With relatively few kays under the wheels on the first leg of the car’s national drive program, we mutter something about the ride/handling balance (superb) and steering (still great). But the upgraded Commodore’s chief spanner-twirler is all about the engine sound.

Watt and her team have spent countless hours playing with the new car’s bi-modal exhaust system and trick ‘Mechanical Sound Enhancer’, which pipes induction noise from the engine bay into the cabin. It’s no surprise she’s buzzing about the car’s snarling aural signature.

The brilliantly guttural note is generated by the 304kW/570Nm 6.2-litre Gen IV LS3 engine, replacing the 270kW/530Nm 6.0-litre L77 as standard equipment in V8 Commodore variants. And the switchable bi-modal set-up delivers successive blasts of gloriously old-school anger.

The final tweak is the unique-to-Holden ‘Baillie Tip’, which features an aperture in the exhaust that causes sound to reverberate back through the system towards the cabin, increasing the overall dB level by 10 percent.

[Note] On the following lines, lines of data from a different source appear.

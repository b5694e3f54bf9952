//! Window, GPU state and input wiring around a finished island.

use std::sync::Arc;

use hexisle_config::Config;
use hexisle_materials::TextureSet;
use hexisle_render::{
    Camera, OrbitController, RenderContext, SceneRenderer, SurfaceError,
    init_render_context_blocking,
};
use hexisle_scene::SceneGraph;
use tracing::{debug, error, info, warn};
use winit::application::ApplicationHandler;
use winit::event::WindowEvent;
use winit::event_loop::{ActiveEventLoop, EventLoop};
use winit::window::{Window, WindowAttributes, WindowId};

use crate::game_loop::GameLoop;
use crate::input::MouseState;
use crate::startup::{initial_camera, render_settings};

#[derive(Debug, thiserror::Error)]
pub enum AppError {
    #[error("event loop failed: {0}")]
    EventLoop(#[from] winit::error::EventLoopError),

    #[error("{0}")]
    Startup(String),
}

pub fn window_attributes_from_config(config: &Config) -> WindowAttributes {
    WindowAttributes::default()
        .with_title(config.window.title.clone())
        .with_inner_size(winit::dpi::LogicalSize::new(
            config.window.width as f64,
            config.window.height as f64,
        ))
}

/// GPU objects, created on the first `resumed`.
struct Gpu {
    window: Arc<Window>,
    context: RenderContext,
    renderer: SceneRenderer,
}

pub struct IslandApp {
    config: Config,
    scene: SceneGraph,
    textures: TextureSet,
    gpu: Option<Gpu>,
    camera: Camera,
    orbit: OrbitController,
    game_loop: GameLoop,
    mouse: MouseState,
    /// First fatal error seen inside the event loop, reported by [`run`].
    failure: Option<String>,
}

impl IslandApp {
    pub fn new(config: Config, scene: SceneGraph, textures: TextureSet) -> Self {
        let (camera, orbit) =
            initial_camera(&config.camera, config.window.width, config.window.height);
        Self {
            config,
            scene,
            textures,
            gpu: None,
            camera,
            orbit,
            game_loop: GameLoop::new(),
            mouse: MouseState::new(),
            failure: None,
        }
    }

    fn fail(&mut self, event_loop: &ActiveEventLoop, message: String) {
        error!("{message}");
        self.failure.get_or_insert(message);
        event_loop.exit();
    }

    fn create_gpu(&self, event_loop: &ActiveEventLoop) -> Result<Gpu, String> {
        let window = event_loop
            .create_window(window_attributes_from_config(&self.config))
            .map(Arc::new)
            .map_err(|e| format!("failed to create window: {e}"))?;
        let context = init_render_context_blocking(window.clone(), self.config.window.vsync)
            .map_err(|e| format!("GPU initialization failed: {e}"))?;
        let renderer = SceneRenderer::new(
            &context.device,
            &context.queue,
            context.surface_format,
            context.size(),
            &self.scene,
            &self.textures,
            &render_settings(&self.config.render),
        )
        .map_err(|e| format!("texture upload failed: {e}"))?;
        Ok(Gpu {
            window,
            context,
            renderer,
        })
    }

    fn resize(&mut self, width: u32, height: u32) {
        if let Some(gpu) = &mut self.gpu {
            gpu.context.resize(width, height);
            let (width, height) = gpu.context.size();
            gpu.renderer.resize(&gpu.context.device, width, height);
            debug!("Resized to {width}x{height}");
        }
        self.camera.set_aspect_ratio(width, height);
    }

    fn redraw(&mut self, event_loop: &ActiveEventLoop) {
        if self.mouse.is_dragging() {
            let delta = self.mouse.delta();
            self.orbit.rotate(delta.x, delta.y);
        }
        self.orbit.zoom(self.mouse.scroll());
        self.mouse.clear_transients();

        let orbit = &mut self.orbit;
        let camera = &mut self.camera;
        self.game_loop.tick(
            |_dt| {
                orbit.update();
                orbit.apply(camera);
            },
            |_alpha| {},
        );

        let frame_result = match &self.gpu {
            Some(gpu) => render_frame(gpu, &self.camera),
            None => Ok(()),
        };
        match frame_result {
            Ok(()) => {}
            Err(SurfaceError::Timeout) => debug!("Surface timeout, skipping frame"),
            Err(e) => self.fail(event_loop, format!("surface error: {e}")),
        }
    }
}

fn render_frame(gpu: &Gpu, camera: &Camera) -> Result<(), SurfaceError> {
    let frame = gpu.context.get_current_texture()?;
    let view = frame
        .texture
        .create_view(&wgpu::TextureViewDescriptor::default());
    gpu.renderer
        .render(&gpu.context.device, &gpu.context.queue, &view, camera);
    gpu.window.pre_present_notify();
    frame.present();
    Ok(())
}

impl ApplicationHandler for IslandApp {
    fn resumed(&mut self, event_loop: &ActiveEventLoop) {
        if self.gpu.is_some() {
            return;
        }
        match self.create_gpu(event_loop) {
            Ok(gpu) => {
                let size = gpu.window.inner_size();
                info!(
                    "Window ready at {}x{} (scale {:.2})",
                    size.width,
                    size.height,
                    gpu.window.scale_factor()
                );
                self.camera.set_aspect_ratio(size.width, size.height);
                gpu.window.request_redraw();
                self.gpu = Some(gpu);
            }
            Err(message) => self.fail(event_loop, message),
        }
    }

    fn window_event(
        &mut self,
        event_loop: &ActiveEventLoop,
        _window_id: WindowId,
        event: WindowEvent,
    ) {
        match event {
            WindowEvent::CloseRequested => {
                info!("Close requested, shutting down");
                event_loop.exit();
            }
            WindowEvent::Resized(size) => self.resize(size.width, size.height),
            WindowEvent::CursorMoved { position, .. } => {
                self.mouse.on_cursor_moved(position.x, position.y);
            }
            WindowEvent::CursorLeft { .. } => self.mouse.on_cursor_left(),
            WindowEvent::MouseInput { state, button, .. } => self.mouse.on_button(button, state),
            WindowEvent::MouseWheel { delta, .. } => self.mouse.on_scroll(delta),
            WindowEvent::RedrawRequested => self.redraw(event_loop),
            _ => {}
        }
    }

    fn about_to_wait(&mut self, _event_loop: &ActiveEventLoop) {
        if let Some(gpu) = &self.gpu {
            gpu.window.request_redraw();
        }
    }

    fn exiting(&mut self, _event_loop: &ActiveEventLoop) {
        info!(
            frames = self.game_loop.frame_count(),
            updates = self.game_loop.update_count(),
            "Event loop finished"
        );
        if self.gpu.take().is_none() {
            warn!("Exiting before the GPU was initialised");
        }
    }
}

/// Opens the window and blocks until it is closed.
pub fn run(config: Config, scene: SceneGraph, textures: TextureSet) -> Result<(), AppError> {
    let event_loop = EventLoop::new()?;
    let mut app = IslandApp::new(config, scene, textures);
    event_loop.run_app(&mut app)?;
    match app.failure {
        Some(message) => Err(AppError::Startup(message)),
        None => Ok(()),
    }
}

So, no surprise, VFII first drive impressions are dominated by the big V8’s brutal sound and epic thrust.

We scored seat time in a range of V8s through SS and SSV Redline, in ute and sedan form, along with the 3.6-litre V6 in SV6 Sportwagon and Calais sedan variants over a 200km launch drive program north of Adelaide, as well as a closed hillclimb session at the historic Collingrove track, on the eastern edge of The Barossa Valley.

While the 3.6-litre V6 models remain smooth and refined, with plenty of grunt and relatively quiet operation, the big news is the V8, and Holden has gone all-out to produce a 300kW+ stormer, with claimed 0-100km/h acceleration dropping a full half second to 4.9sec for the six-speed manual, and 5.0 flat for the six-speed auto.

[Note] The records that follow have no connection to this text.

//! `wgpu` vertex layout for [`MeshVertex`].
//!
//! | Location | Offset | Format    | Field    |
//! |----------|--------|-----------|----------|
//! | 0        | 0      | Float32x3 | position |
//! | 1        | 12     | Float32x3 | normal   |
//! | 2        | 24     | Float32x2 | uv       |

use std::mem;

use wgpu::{VertexAttribute, VertexBufferLayout, VertexFormat, VertexStepMode};

use crate::geometry::MeshVertex;

pub const MESH_VERTEX_ATTRIBUTES: [VertexAttribute; 3] = [
    VertexAttribute {
        format: VertexFormat::Float32x3,
        offset: 0,
        shader_location: 0,
    },
    VertexAttribute {
        format: VertexFormat::Float32x3,
        offset: 12,
        shader_location: 1,
    },
    VertexAttribute {
        format: VertexFormat::Float32x2,
        offset: 24,
        shader_location: 2,
    },
];

/// Layout shared by every island pipeline.
pub const MESH_VERTEX_LAYOUT: VertexBufferLayout<'static> = VertexBufferLayout {
    array_stride: mem::size_of::<MeshVertex>() as u64,
    step_mode: VertexStepMode::Vertex,
    attributes: &MESH_VERTEX_ATTRIBUTES,
};

const _: () = assert!(
    mem::offset_of!(MeshVertex, normal) == 12 && mem::offset_of!(MeshVertex, uv) == 24,
    "MeshVertex field order changed, update MESH_VERTEX_ATTRIBUTES"
);

const _: () = assert!(
    MESH_VERTEX_ATTRIBUTES[2].offset + 8 == mem::size_of::<MeshVertex>() as u64,
    "last attribute must end at the stride"
);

Slip the driver-selectable ESC and steering control into ‘Competitive Mode’ and the car blazes away from step-off, with maximum torque arriving at 4400rpm, and peak power taking over at 6000.

This is a seriously fast (and loud) machine; easily the most powerful production Commodore ever.

But it’s not all about grunt and grumble. The LS3’s huge motive force is channelled to the road via a brilliantly sorted chassis, which manages to blend exceptional dynamics with outstanding ride comfort.

Even on optional 20-inch rims and rubber (275/30r – 245/35f) the SSV Redline calmly smooths out high-frequency ripples, as well more substantial ruts and bumps.

Part of the Redline’s trick is a new rear anti-roll bar design, which, thanks to the fixed calipers on its Brembo rear brake package, allows a longer, thinner bar (25mm, down from 28) to be located further out at each side for lighter weight with greater overall stiffness.

The knock-on effect is softer springs and retuned dampers for a more compliant ride without any handling deficits.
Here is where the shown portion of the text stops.